EXERCISE REQUIREMENTS: Return all lines of the data in which the string "Cancelled" occurs.

-- SUPPLIED INFORMATION follows --

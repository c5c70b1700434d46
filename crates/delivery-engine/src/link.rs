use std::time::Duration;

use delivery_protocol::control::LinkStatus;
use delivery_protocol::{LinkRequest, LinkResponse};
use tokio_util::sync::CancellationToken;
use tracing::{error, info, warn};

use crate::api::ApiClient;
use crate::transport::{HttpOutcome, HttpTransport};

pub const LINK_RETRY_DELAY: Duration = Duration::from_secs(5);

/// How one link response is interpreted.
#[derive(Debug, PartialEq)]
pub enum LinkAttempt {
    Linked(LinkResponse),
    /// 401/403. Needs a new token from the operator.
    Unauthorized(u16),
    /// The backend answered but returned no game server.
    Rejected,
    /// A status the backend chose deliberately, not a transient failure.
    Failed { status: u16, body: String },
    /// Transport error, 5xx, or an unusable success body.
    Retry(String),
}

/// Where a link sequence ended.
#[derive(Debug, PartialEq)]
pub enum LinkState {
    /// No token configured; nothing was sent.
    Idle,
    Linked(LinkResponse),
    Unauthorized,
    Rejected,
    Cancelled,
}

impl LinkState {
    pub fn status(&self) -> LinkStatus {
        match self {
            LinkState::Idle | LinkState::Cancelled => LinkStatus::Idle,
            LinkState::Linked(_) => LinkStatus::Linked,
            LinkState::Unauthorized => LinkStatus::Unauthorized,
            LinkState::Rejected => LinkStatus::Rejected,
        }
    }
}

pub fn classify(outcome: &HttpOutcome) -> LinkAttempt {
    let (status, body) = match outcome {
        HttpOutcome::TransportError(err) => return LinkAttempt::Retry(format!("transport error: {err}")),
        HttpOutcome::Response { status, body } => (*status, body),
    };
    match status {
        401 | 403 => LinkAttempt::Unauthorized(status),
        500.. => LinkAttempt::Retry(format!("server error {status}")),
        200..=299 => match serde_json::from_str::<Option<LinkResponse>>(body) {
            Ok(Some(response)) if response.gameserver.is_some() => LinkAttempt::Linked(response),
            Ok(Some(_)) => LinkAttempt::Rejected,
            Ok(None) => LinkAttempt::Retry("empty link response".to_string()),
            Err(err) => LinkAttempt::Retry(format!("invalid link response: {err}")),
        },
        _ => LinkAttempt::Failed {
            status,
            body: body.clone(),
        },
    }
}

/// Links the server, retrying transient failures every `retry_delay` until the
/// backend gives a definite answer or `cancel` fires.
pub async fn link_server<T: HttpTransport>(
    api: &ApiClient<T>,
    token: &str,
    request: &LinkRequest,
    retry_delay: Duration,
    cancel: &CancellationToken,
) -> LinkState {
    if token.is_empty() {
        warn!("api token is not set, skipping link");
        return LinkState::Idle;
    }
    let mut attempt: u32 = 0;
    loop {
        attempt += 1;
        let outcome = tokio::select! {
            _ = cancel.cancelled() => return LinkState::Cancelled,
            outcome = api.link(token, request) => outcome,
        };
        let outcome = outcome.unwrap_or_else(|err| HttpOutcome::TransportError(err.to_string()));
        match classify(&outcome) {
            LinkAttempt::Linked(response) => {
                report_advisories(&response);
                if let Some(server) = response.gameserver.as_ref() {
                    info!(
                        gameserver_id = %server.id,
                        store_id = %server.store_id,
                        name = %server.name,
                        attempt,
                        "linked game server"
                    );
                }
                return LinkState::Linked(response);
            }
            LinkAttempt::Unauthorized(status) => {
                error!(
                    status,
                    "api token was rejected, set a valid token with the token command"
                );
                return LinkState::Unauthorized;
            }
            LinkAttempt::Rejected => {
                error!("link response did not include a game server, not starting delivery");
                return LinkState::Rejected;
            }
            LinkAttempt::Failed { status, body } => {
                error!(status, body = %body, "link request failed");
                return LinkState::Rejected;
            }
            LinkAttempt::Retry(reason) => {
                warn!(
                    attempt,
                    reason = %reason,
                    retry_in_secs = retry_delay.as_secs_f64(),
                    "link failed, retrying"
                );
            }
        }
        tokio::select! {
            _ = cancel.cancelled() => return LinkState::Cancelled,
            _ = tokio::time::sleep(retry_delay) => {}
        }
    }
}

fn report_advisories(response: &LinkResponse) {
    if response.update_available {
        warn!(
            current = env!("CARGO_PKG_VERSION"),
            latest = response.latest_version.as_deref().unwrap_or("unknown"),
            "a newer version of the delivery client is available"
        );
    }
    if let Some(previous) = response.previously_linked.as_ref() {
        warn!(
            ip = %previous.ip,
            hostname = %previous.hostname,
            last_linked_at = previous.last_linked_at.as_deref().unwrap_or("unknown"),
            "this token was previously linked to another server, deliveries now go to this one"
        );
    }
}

-- SUPPLIED INFORMATION concluded --
-- SUPPLIED INFORMATION follows --

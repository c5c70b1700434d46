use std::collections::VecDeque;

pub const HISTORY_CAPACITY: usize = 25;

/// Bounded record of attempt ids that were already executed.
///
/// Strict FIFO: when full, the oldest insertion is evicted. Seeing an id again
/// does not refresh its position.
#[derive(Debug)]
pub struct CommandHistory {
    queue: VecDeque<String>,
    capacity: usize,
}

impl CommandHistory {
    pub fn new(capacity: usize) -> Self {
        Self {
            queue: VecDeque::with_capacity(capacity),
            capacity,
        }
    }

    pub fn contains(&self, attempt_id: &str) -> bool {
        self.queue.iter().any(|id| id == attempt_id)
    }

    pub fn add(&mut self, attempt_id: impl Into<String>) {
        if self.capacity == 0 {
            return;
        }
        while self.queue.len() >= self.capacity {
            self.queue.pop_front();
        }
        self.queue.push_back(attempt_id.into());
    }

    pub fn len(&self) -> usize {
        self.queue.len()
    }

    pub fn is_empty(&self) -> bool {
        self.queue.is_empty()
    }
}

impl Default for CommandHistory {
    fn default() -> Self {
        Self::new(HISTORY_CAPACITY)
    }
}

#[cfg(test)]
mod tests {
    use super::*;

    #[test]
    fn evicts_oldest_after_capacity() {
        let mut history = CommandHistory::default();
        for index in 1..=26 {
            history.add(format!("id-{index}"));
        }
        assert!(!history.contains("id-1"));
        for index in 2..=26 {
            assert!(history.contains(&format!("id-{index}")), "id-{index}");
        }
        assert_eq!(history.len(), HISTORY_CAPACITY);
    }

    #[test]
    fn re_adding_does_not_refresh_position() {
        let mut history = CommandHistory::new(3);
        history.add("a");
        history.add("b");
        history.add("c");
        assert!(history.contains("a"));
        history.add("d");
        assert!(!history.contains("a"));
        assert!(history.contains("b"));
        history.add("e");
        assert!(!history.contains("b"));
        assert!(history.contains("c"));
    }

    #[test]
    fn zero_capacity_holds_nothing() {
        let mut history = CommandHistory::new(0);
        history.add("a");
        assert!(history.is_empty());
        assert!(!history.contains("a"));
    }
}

-- SUPPLIED INFORMATION concluded --

OUTPUT:
    Cancelled,
            LinkState::Idle | LinkState::Cancelled => LinkStatus::Idle,
            _ = cancel.cancelled() => return LinkState::Cancelled,
            _ = cancel.cancelled() => return LinkState::Cancelled,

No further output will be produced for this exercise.